La révolution des moyens de paiement.

La banque ne subit pas seulement la concurrence des acteurs online, mais aussi de nombreuses start-up qui entendent bien révolutionner la manière dont les consommateurs effectuent leurs paiements. C’est le géant américain Paypal, devenu depuis filiale d’eBay, qui a commencé à bouleverser cet écosystème au début des années 2000 en proposant une plateforme de paiement en ligne visant à faciliter les transactions. Depuis, la technologie NFC (Near Field Communication : communication en champ proche) a envahi la plupart des cartes à puce et (de plus en plus) les mobiles des consommateurs, facilitant son utilisation comme un portefeuille électronique dans les transports, les magasins, les supermarchés … Ainsi, les géants du secteur comme Apple, Samsung ou Google ont progressivement pris le virage du NFC avec leurs solutions de paiement mobile Apple Pay, Samsung Pay et Android Pay. Le créneau du paiement mobile est également investi par des petites start-up comme Lydia ou Paytop par exemple.

Le crowdfunding comme alternative de financement.

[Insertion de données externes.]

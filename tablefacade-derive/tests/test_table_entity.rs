//! Descriptor generation tests for `#[derive(TableEntity)]`.

use tablefacade::{MetadataResolver, TableEntity, Value, ValueKind};

#[derive(Debug, Default, Clone, PartialEq, TableEntity)]
#[table_name = "sample"]
struct Sample {
    #[column_name = "id"]
    id: i32,
    #[column_name = "flag"]
    flag: bool,
    #[column_name = "name"]
    name: String,
    // not a column, and not a ValueType either
    cache: Vec<String>,
}

#[derive(Debug, Default, Clone, TableEntity)]
#[relational(value = "accounts", name = "ignored")]
struct Account {
    #[relational(value = "account_id")]
    id: i64,
    #[column_name = "is_active"]
    #[relational(value = "shadowed")]
    active: Option<bool>,
    #[relational(name = "created")]
    created_at: Option<chrono::NaiveDateTime>,
    #[column_name = "external_ref"]
    external: uuid::Uuid,
}

#[derive(Debug, Default, Clone, TableEntity)]
#[relational(value = "", name = "fallback_name")]
struct NamedFallback {
    #[column_name = "id"]
    id: i32,
}

#[derive(Debug, Default, Clone, TableEntity)]
struct Unannotated {
    #[column_name = "id"]
    id: i32,
}

#[derive(Debug, Default, Clone, TableEntity)]
#[table_name = "keywords"]
struct Keywords {
    #[column_name = "type"]
    r#type: String,
}

#[test]
fn test_descriptor_lists_only_annotated_fields() {
    let descriptor = Sample::table_descriptor();
    assert_eq!(descriptor.type_name(), "Sample");
    assert_eq!(descriptor.primary_table(), Some("sample"));
    let names: Vec<_> = descriptor.fields().iter().map(|f| f.name()).collect();
    assert_eq!(names, ["id", "flag", "name"]);
    let kinds: Vec<_> = descriptor.fields().iter().map(|f| f.kind()).collect();
    assert_eq!(kinds, [ValueKind::Int, ValueKind::Bool, ValueKind::String]);
}

#[test]
fn test_generated_accessors_resolve() {
    let metadata = MetadataResolver::resolve::<Sample>().expect("resolves");
    assert_eq!(metadata.table_name(), "sample");
    assert_eq!(metadata.columns().collect::<Vec<_>>(), ["id", "flag", "name"]);

    let readers: Vec<_> = metadata
        .read_accessors()
        .iter()
        .map(|(_, accessor)| accessor.name())
        .collect();
    assert_eq!(readers, ["getId", "isFlag", "getName"]);
    let writers: Vec<_> = metadata
        .write_accessors()
        .iter()
        .map(|(_, accessor)| accessor.name())
        .collect();
    assert_eq!(writers, ["setId", "setFlag", "setName"]);
}

#[test]
fn test_generated_accessors_move_values() {
    let metadata = MetadataResolver::resolve::<Sample>().expect("resolves");
    let sample = Sample {
        id: 2,
        flag: true,
        name: "Sample".to_string(),
        cache: vec!["x".to_string()],
    };
    assert_eq!(
        metadata.values_of(&sample),
        vec![
            ("id".to_string(), Value::Int(2)),
            ("flag".to_string(), Value::Bool(true)),
            ("name".to_string(), Value::from("Sample")),
        ]
    );

    let mut blank = Sample::default();
    metadata
        .write_accessor("name")
        .expect("name column")
        .write(&mut blank, Value::from("Written"))
        .expect("write");
    assert_eq!(blank.name, "Written");
}

#[test]
fn test_relational_fallbacks() {
    let metadata = MetadataResolver::resolve::<Account>().expect("resolves");
    assert_eq!(metadata.table_name(), "accounts");
    assert_eq!(
        metadata.columns().collect::<Vec<_>>(),
        ["account_id", "is_active", "created", "external_ref"]
    );
    // Option<bool> still reads through `is`
    assert_eq!(
        metadata.read_accessor("is_active").expect("column").name(),
        "isActive"
    );
    assert_eq!(
        metadata.read_accessor("created").expect("column").name(),
        "getCreatedAt"
    );

    let fallback = MetadataResolver::resolve::<NamedFallback>().expect("resolves");
    assert_eq!(fallback.table_name(), "fallback_name");
}

#[test]
fn test_missing_table_annotation_fails_resolution() {
    let err = MetadataResolver::resolve::<Unannotated>().unwrap_err();
    assert!(err.is_configuration());
    assert!(err.to_string().contains("Unannotated"));
}

#[test]
fn test_raw_identifier_fields() {
    let metadata = MetadataResolver::resolve::<Keywords>().expect("resolves");
    assert_eq!(
        metadata.read_accessor("type").expect("column").name(),
        "getType"
    );
}

#[test]
fn test_option_fields_accept_null() {
    let metadata = MetadataResolver::resolve::<Account>().expect("resolves");
    assert!(!metadata.write_accessor("account_id").expect("column").accepts_null());
    assert!(metadata.write_accessor("is_active").expect("column").accepts_null());
    assert!(metadata.write_accessor("created").expect("column").accepts_null());

    let descriptor = Account::table_descriptor();
    let nullable: Vec<_> = descriptor.fields().iter().map(|f| f.is_nullable()).collect();
    assert_eq!(nullable, [false, true, true, false]);
}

Les banques ne peuvent pas accompagner tous les projets particuliers et professionnels. C’est pour palier à ces ressources manquantes  que de nouveau mode de financement se sont créer. C’est le cas du fameux crowdfunding, ou financement par la foule. Les acteurs comme Ulule, KissKissBankBank, Anaxago, Wiseed ou bulbintown viennent grignoter des parts de marché aux acteurs bancaires, permettant de façon souvent plus simple et complètement en ligne de récolter des fonds pour un projet, qu’il soit entrepreneurial, ou non. Les plateformes de crowdlending (prêts, entre particuliers ou aux entreprises) comme Lending Club, Unilend ou Prêt D’Union, bousculent également les acteurs bancaires. Preuve de son succès, le crowdfunding affiche des chiffres en forte croissance. Au premier semestre 2015, selon l’association « Financement Participatif France », le montant des fonds collectés par ce biais atteignaient 133,2 millions d’euros au total, soit deux fois le montant de l’an passé.

La nécessité de repenser les agences de proximité.

Face à ces tendances de consommation et à l’émergence de nouveaux acteurs venant concurrencer son mode de fonctionnement, la banque a la nécessité de repenser son mode de fonctionnement. Le modèle traditionnel des agences de proximité semble avoir vécu. Aujourd’hui, il devient impératif pour elles d’inclure la dématérialisation des documents, l’automatisation des processus et la gestion du Big Data, qui constitue principalement les données liées à l’historique des échanges avec tel ou tel client, afin d’être plus réactifs et de répondre de plus en plus précisément aux besoins individuels des consommateurs. Le digital implique à la fois la création, la disparition et la transformation de certains métiers traditionnellement liés à l’univers bancaire. On peut très bien présager d’un développement plus important d’une relation commerciale à distance avec le client, ainsi qu’une hausse de son niveau d’expertise au niveau de l’environnement fiscal et économique. Les banques sont donc face à un enjeu double : il leur faut à la fois comprendre l’évolution numérique de la société, mais également en intégrer l’impact pour délivrer une prestation plus en accord avec une clientèle exigeante et ultra-connectée.